▸ Required action
Lines that include the word "filename" should be copied from the listing that follows.

▸ Listed records
§

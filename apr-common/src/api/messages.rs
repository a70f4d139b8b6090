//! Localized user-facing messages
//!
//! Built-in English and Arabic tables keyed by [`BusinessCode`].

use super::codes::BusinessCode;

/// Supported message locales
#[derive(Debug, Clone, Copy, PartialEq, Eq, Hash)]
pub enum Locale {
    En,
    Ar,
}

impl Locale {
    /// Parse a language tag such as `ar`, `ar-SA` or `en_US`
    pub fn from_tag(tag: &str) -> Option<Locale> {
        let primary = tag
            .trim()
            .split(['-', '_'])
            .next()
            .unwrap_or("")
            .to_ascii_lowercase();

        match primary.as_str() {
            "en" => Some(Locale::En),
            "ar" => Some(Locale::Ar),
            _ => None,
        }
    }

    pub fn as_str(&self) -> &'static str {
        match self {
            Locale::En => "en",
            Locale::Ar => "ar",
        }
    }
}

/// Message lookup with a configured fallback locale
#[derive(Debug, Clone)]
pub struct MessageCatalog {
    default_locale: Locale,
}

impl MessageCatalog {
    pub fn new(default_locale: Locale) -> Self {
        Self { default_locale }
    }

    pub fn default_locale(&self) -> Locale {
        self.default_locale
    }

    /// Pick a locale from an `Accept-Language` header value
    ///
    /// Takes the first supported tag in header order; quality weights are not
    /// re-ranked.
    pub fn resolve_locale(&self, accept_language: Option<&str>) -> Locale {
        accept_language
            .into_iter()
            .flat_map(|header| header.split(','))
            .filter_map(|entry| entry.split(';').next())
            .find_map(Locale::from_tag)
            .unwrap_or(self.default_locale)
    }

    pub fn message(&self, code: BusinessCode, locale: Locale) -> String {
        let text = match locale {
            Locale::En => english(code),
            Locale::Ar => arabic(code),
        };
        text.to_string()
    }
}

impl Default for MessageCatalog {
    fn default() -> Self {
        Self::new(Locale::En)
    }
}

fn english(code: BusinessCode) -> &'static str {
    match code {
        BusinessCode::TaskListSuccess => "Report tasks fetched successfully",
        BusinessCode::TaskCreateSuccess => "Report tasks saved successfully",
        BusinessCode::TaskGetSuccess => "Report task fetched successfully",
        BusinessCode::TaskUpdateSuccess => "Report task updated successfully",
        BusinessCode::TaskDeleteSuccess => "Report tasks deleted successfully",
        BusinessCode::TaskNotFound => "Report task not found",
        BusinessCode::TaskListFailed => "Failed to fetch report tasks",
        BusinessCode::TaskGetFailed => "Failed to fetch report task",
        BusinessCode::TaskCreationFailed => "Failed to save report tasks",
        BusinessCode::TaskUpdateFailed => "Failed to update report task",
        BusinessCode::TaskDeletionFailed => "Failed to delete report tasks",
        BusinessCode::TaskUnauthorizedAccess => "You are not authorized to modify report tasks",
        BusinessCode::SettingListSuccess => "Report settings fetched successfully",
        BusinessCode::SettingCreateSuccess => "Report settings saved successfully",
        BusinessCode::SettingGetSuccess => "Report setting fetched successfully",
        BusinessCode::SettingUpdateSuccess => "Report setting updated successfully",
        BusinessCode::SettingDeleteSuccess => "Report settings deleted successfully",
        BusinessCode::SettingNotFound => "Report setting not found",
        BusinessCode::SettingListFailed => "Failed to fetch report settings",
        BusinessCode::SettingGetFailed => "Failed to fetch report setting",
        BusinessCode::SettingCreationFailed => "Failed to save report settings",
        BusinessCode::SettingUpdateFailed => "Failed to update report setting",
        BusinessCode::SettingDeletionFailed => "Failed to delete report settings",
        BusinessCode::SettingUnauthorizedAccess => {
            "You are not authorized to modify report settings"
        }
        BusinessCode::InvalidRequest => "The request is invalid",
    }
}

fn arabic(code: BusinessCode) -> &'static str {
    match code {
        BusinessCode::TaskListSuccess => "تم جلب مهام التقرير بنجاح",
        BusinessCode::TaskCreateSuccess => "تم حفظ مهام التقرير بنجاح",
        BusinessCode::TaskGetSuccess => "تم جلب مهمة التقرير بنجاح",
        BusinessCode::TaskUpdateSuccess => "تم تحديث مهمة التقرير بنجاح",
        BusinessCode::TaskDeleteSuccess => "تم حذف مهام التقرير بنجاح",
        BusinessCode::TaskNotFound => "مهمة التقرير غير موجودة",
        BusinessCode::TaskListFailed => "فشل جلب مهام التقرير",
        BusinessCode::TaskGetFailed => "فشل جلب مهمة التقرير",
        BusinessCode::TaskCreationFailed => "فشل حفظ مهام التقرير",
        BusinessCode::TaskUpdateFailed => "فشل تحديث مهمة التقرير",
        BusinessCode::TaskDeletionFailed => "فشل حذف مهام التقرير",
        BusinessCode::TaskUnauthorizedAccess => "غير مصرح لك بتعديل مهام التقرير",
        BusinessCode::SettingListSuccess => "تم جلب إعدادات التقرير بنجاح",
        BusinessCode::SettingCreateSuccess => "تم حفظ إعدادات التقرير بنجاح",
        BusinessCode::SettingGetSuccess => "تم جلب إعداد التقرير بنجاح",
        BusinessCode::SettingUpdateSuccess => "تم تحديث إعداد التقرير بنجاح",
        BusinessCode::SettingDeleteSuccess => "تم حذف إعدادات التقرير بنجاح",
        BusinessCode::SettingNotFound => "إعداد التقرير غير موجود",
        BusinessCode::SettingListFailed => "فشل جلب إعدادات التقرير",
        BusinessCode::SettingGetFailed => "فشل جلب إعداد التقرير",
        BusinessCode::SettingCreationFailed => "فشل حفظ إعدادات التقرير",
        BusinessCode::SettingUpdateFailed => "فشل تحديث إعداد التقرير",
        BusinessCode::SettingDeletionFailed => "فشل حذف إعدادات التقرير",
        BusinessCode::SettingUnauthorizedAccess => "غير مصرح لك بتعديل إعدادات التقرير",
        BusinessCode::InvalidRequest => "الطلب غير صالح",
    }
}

§

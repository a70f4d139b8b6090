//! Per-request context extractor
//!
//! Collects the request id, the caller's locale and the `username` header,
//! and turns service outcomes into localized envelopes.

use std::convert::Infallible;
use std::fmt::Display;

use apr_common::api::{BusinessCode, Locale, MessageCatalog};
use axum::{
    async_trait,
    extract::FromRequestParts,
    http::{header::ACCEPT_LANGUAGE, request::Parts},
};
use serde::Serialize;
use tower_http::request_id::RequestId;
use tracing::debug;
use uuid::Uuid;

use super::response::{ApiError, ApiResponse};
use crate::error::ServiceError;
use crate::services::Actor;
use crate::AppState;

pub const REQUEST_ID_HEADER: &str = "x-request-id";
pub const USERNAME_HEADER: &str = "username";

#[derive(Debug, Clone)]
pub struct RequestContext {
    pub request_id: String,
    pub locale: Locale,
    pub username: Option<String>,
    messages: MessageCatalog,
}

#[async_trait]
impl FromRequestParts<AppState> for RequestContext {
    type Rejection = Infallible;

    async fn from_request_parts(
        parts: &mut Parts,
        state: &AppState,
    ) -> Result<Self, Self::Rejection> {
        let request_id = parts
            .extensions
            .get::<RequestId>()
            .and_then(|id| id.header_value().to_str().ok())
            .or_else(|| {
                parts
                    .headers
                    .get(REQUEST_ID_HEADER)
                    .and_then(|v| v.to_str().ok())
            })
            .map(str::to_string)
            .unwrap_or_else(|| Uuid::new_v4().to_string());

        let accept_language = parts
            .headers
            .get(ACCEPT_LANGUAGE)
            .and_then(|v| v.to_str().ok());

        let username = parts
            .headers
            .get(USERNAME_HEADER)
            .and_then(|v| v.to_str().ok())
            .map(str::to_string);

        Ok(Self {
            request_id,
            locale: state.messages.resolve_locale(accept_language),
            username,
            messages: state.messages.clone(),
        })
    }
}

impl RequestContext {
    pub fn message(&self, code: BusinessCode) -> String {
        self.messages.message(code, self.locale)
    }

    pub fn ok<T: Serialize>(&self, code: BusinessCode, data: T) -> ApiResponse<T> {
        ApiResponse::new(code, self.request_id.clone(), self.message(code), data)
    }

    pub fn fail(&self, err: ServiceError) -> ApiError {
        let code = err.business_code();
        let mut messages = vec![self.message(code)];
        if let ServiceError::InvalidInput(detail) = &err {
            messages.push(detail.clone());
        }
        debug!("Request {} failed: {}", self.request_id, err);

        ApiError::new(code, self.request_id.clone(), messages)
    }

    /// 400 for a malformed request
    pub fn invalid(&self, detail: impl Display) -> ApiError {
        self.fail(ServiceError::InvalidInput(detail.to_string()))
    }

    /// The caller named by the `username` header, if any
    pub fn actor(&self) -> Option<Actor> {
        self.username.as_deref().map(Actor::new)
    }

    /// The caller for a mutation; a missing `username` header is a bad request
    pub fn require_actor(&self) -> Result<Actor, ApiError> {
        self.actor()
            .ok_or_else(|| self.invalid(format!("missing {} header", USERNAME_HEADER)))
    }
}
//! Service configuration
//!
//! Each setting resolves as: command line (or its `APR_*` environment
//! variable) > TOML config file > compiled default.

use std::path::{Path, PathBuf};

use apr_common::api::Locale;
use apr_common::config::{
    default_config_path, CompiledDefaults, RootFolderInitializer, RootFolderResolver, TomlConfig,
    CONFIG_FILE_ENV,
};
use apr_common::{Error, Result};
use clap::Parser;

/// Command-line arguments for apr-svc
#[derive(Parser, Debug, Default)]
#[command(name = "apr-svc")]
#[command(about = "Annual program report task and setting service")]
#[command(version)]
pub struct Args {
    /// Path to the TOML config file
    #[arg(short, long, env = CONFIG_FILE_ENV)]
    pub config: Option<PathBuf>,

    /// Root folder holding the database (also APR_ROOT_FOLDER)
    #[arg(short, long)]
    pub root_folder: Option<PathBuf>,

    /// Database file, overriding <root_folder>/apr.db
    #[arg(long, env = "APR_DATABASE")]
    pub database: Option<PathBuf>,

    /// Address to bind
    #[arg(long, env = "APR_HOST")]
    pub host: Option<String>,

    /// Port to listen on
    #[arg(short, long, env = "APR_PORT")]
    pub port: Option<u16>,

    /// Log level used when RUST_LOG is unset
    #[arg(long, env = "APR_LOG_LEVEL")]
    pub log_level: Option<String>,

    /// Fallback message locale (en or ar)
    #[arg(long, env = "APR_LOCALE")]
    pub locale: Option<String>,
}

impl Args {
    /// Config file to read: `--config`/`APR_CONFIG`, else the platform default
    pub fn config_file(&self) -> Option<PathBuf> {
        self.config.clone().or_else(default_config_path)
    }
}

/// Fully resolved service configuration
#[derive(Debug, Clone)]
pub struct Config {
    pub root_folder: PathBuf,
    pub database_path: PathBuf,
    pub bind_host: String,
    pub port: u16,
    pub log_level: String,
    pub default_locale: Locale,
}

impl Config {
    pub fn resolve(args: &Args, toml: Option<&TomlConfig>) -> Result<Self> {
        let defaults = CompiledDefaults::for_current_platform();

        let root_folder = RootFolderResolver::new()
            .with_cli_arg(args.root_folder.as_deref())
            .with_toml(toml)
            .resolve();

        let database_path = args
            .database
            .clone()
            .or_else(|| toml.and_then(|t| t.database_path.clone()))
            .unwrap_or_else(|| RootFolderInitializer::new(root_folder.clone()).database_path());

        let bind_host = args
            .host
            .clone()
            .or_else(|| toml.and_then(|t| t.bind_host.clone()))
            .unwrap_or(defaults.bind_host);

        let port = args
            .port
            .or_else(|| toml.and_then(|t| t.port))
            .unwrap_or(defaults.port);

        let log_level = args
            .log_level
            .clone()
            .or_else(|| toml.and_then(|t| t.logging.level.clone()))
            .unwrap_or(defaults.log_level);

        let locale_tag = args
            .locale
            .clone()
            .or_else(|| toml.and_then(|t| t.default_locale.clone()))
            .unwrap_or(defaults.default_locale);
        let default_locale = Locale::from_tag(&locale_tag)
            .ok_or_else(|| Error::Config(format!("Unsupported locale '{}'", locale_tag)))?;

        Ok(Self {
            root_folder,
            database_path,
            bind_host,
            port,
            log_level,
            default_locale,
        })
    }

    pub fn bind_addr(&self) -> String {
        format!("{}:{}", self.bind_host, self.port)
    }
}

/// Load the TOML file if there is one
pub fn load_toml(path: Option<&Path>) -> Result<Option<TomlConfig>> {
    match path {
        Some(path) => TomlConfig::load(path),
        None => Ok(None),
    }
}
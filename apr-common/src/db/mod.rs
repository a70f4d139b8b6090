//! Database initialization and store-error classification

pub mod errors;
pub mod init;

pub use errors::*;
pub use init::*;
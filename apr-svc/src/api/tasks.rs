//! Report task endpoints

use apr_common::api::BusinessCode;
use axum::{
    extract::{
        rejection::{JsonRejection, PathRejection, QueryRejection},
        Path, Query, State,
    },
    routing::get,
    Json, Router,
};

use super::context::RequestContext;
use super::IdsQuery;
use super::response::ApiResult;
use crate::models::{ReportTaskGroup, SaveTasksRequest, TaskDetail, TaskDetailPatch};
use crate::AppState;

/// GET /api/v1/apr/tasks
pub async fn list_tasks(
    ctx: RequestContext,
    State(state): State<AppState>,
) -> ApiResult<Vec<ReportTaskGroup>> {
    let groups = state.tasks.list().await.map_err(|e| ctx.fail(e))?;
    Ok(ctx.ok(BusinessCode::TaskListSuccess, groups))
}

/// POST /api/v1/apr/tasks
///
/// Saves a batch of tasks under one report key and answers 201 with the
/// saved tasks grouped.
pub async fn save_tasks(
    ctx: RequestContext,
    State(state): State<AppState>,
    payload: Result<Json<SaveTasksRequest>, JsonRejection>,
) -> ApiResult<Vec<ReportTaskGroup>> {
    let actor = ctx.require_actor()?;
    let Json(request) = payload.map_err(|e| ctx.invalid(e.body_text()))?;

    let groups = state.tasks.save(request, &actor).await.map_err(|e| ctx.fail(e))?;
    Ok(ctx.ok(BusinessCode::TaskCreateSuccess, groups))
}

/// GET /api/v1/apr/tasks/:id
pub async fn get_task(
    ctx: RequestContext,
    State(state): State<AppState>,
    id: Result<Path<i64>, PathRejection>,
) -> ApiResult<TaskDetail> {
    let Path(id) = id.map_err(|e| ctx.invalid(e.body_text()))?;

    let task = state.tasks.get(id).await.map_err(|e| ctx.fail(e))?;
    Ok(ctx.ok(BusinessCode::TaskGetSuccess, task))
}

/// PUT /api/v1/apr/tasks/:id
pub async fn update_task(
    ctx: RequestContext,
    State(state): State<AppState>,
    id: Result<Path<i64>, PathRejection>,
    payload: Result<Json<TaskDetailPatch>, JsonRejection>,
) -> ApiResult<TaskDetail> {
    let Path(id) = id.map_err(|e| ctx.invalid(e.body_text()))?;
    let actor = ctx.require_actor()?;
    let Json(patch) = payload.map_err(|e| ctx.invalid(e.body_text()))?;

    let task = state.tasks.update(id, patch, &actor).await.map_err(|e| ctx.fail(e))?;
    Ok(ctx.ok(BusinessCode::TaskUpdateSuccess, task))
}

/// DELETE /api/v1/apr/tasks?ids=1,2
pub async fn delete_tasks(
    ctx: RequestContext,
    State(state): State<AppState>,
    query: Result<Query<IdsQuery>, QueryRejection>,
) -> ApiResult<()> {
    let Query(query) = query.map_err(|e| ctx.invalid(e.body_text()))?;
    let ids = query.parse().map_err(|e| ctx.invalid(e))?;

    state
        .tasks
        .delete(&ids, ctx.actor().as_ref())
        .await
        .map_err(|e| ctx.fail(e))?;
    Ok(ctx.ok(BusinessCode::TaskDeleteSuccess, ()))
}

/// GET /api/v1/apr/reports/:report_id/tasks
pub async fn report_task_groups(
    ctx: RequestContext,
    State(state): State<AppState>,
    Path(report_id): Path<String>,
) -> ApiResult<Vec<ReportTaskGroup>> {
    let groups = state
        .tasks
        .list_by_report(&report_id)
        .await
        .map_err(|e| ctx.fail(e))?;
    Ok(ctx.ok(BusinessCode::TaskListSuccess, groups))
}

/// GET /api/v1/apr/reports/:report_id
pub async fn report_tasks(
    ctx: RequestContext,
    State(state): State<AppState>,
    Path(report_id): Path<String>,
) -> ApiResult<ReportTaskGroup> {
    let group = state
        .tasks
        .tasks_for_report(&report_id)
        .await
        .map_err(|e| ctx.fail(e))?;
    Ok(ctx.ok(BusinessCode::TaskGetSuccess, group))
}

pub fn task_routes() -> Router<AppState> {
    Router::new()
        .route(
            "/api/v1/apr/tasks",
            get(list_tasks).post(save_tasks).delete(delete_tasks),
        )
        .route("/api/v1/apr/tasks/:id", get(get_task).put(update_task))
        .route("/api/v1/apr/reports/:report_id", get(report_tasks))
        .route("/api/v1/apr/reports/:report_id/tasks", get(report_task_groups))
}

§

▸ Solution to this task
filename apr-common/src/api/messages.rs
filename apr-common/src/db/mod.rs
filename apr-svc/src/api/tasks.rs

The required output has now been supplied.